# Prank Wrapping/Trick Wrapping Christmas Gifts



## stb40intx

Morning!

I am thinking it would be fun to prank wrap my kids Christmas gifts this year, and I have used the box in a box in a box idea before. Does anyone have any good ideas or have you done this before? If so, can you share?


Thanks!

Katie


----------



## Cindy in NY

Last year DH got me a subscription to Ancestry.com which was just a little envelope. He put a 10 pound bag of baking soda in a box with the envelope underneath!


----------



## Kazahleenah

When my kids were younger, I would hide their "big" present... wrap a big, empty box with a brick in it attached to a "clue" as to where to look for the gift. When they got there, yep! another clue... sometimes they would look for a couple hours for that gift. That was a lot of fun.


----------



## WildernesFamily

We did the clue thing too, that was fun! And the box within a box. I've "padded" gifts too with bags of chips.. kept them guessing!


----------



## Kazahleenah

One year, a friend of mine REALLY, REALLY wanted a Wii for her birthday. So, a bunch of us pitched in, and got her one. We wrapped it in a box for an electric skillet. (She does NOT cook) She looked like she was gonna cry. Then, we told her to open that box. When she opened it and saw the Wii box, she was screaming and jumping all around... until I said that she needed to open THAT box, as we had just used that box from when I had recently bought my Wii to wrap her gift in. Again, her eyes watered all up. And, again, when she opened THAT box and actually saw the Wii, she was all happy again. Heh, heh, heh... mean, I know....


----------



## kimmom2five

I can tell you one thing not to do. One year my grandmother, not thinking about it, wrapped a pair of pajamas for my cousin in a box from a Star Wars Cloud City Pod Car. My cousin thought that was what he got and was very upset that it was pajamas inside the box.


----------



## foxtrapper

I wrapped gifts one year with a special steel tape that took metal cutters to get through.

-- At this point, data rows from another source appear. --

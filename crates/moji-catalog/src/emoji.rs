#![forbid(unsafe_code)]

//! Catalog entry model.

use std::fmt::Write as _;
use std::hash::{Hash, Hasher};

/// Index of an entry inside its [`Catalog`](crate::Catalog).
#[derive(Debug, Clone, Copy, PartialEq, Eq, Hash, PartialOrd, Ord)]
pub struct EmojiId(pub(crate) u32);

impl EmojiId {
    #[inline]
    #[must_use]
    pub const fn index(self) -> usize {
        self.0 as usize
    }
}

/// Which composition branch applies when an entry is matched as a base.
#[derive(Debug, Clone, Copy, PartialEq, Eq, Hash, Default)]
pub enum SequenceKind {
    /// Matched as-is; no modifiers are consumed.
    #[default]
    Plain,
    /// Base, then optional skin tone, then optional `ZWJ + ♂/♀`.
    BaseSkinGender,
    /// Gender baked into the base, optional skin tone, optional `ZWJ + base`.
    GenderSkinBase,
}

impl SequenceKind {
    /// Decode the integer code used by catalog records (0, 1, 2).
    #[must_use]
    pub const fn from_code(code: i64) -> Option<Self> {
        match code {
            0 => Some(Self::Plain),
            1 => Some(Self::BaseSkinGender),
            2 => Some(Self::GenderSkinBase),
            _ => None,
        }
    }

    #[must_use]
    pub const fn code(self) -> u8 {
        match self {
            Self::Plain => 0,
            Self::BaseSkinGender => 1,
            Self::GenderSkinBase => 2,
        }
    }

    /// Whether matching can consume modifiers after this base.
    #[inline]
    #[must_use]
    pub const fn is_composable(self) -> bool {
        !matches!(self, Self::Plain)
    }
}

/// One immutable catalog row.
///
/// Equality and hashing use the canonical unicode string only, so two rows
/// with the same glyph compare equal regardless of their aliases.
#[derive(Debug, Clone)]
pub struct Emoji {
    unicode: String,
    emoji_char: Option<String>,
    description: Option<String>,
    kind: SequenceKind,
    supports_fitzpatrick: bool,
    aliases: Vec<String>,
    tags: Vec<String>,
    html_dec: String,
    html_hex: String,
}

impl Emoji {
    /// Build an entry. `aliases` must be non-empty; the loader enforces this
    /// for catalog data.
    #[must_use]
    pub fn new(
        unicode: impl Into<String>,
        kind: SequenceKind,
        aliases: Vec<String>,
        tags: Vec<String>,
    ) -> Self {
        let unicode = unicode.into();
        let html_dec = html_entities(&unicode, false);
        let html_hex = html_entities(&unicode, true);
        Self {
            unicode,
            emoji_char: None,
            description: None,
            kind,
            supports_fitzpatrick: kind.is_composable(),
            aliases,
            tags,
            html_dec,
            html_hex,
        }
    }

    #[must_use]
    pub fn with_description(mut self, description: impl Into<String>) -> Self {
        self.description = Some(description.into());
        self
    }

    #[must_use]
    pub fn with_emoji_char(mut self, emoji_char: impl Into<String>) -> Self {
        self.emoji_char = Some(emoji_char.into());
        self
    }

    /// Force skin-tone support on for a plain entry.
    #[must_use]
    pub fn with_fitzpatrick(mut self, supported: bool) -> Self {
        self.supports_fitzpatrick = supported || self.kind.is_composable();
        self
    }

    /// Canonical glyph.
    #[inline]
    #[must_use]
    pub fn unicode(&self) -> &str {
        &self.unicode
    }

    /// Alternate glyph representation, if the catalog provides one.
    #[must_use]
    pub fn emoji_char(&self) -> Option<&str> {
        self.emoji_char.as_deref()
    }

    #[must_use]
    pub fn description(&self) -> Option<&str> {
        self.description.as_deref()
    }

    #[inline]
    #[must_use]
    pub fn kind(&self) -> SequenceKind {
        self.kind
    }

    #[must_use]
    pub fn supports_fitzpatrick(&self) -> bool {
        self.supports_fitzpatrick
    }

    #[must_use]
    pub fn aliases(&self) -> &[String] {
        &self.aliases
    }

    /// First alias; used for every single-alias output.
    #[must_use]
    pub fn primary_alias(&self) -> &str {
        self.aliases.first().map_or("", String::as_str)
    }

    #[must_use]
    pub fn tags(&self) -> &[String] {
        &self.tags
    }

    /// `&#128516;` form, one entity per code point.
    #[must_use]
    pub fn html_decimal(&self) -> &str {
        &self.html_dec
    }

    /// `&#x1f604;` form, one entity per code point, lowercase digits.
    #[must_use]
    pub fn html_hexadecimal(&self) -> &str {
        &self.html_hex
    }
}

impl PartialEq for Emoji {
    fn eq(&self, other: &Self) -> bool {
        self.unicode == other.unicode
    }
}

impl Eq for Emoji {}

impl Hash for Emoji {
    fn hash<H: Hasher>(&self, state: &mut H) {
        self.unicode.hash(state);
    }
}

fn html_entities(unicode: &str, hex: bool) -> String {
    let mut out = String::with_capacity(unicode.chars().count() * 10);
    for ch in unicode.chars() {
        // Writing into a String cannot fail.
        let _ = if hex {
            write!(out, "&#x{:x};", u32::from(ch))
        } else {
            write!(out, "&#{};", u32::from(ch))
        };
    }
    out
}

That didn't go over very well.


----------



## Kazahleenah

WildernesFamily said:


> We did the clue thing too, that was fun! And the box within a box. I've "padded" gifts too with bags of chips.. kept them guessing!


I've added a mayo jar with beads or pebbles in it so when the gift was shook, the kids would be dumbfounded as to what it was that would sound like that. he he That's one surefire way to get them to open the clothes packages first!!


----------



## sisterpine

I think that is kind of cruel. I admit I thought about it in the past esp when I knew the kid was sneaking and looking at presents just like I did as a child but could not bring myself to be mean over a Christmas gift. After that I just swapped gifts with my sister and we would straighten out the gifts at a Christmas eve dinner at one place or another. That way the kids had no desire to peek and the tree still had that lovely commercial christmas look!


----------



## stb40intx

My kids are 20, 19 and 17, so they are not so young that it would be cruel or mean, just fun  We are giving them clothes and money, so I was thinking that we could do the dollar bill origami with their money, that would be neat.


----------



## PATRICE IN IL

How about packaging some of the clothes in a tube container, something like a tootsie roll bank stuffed with a shirt? Another idea would be a large cookie tin for something a bit larger like pants or a pack of socks.

You could always wash and dry the inside of a bag from chips and stick some of the clothing inside it then reseal the bag with a vaccum sealer like the food saver, just don't suck the air out of it.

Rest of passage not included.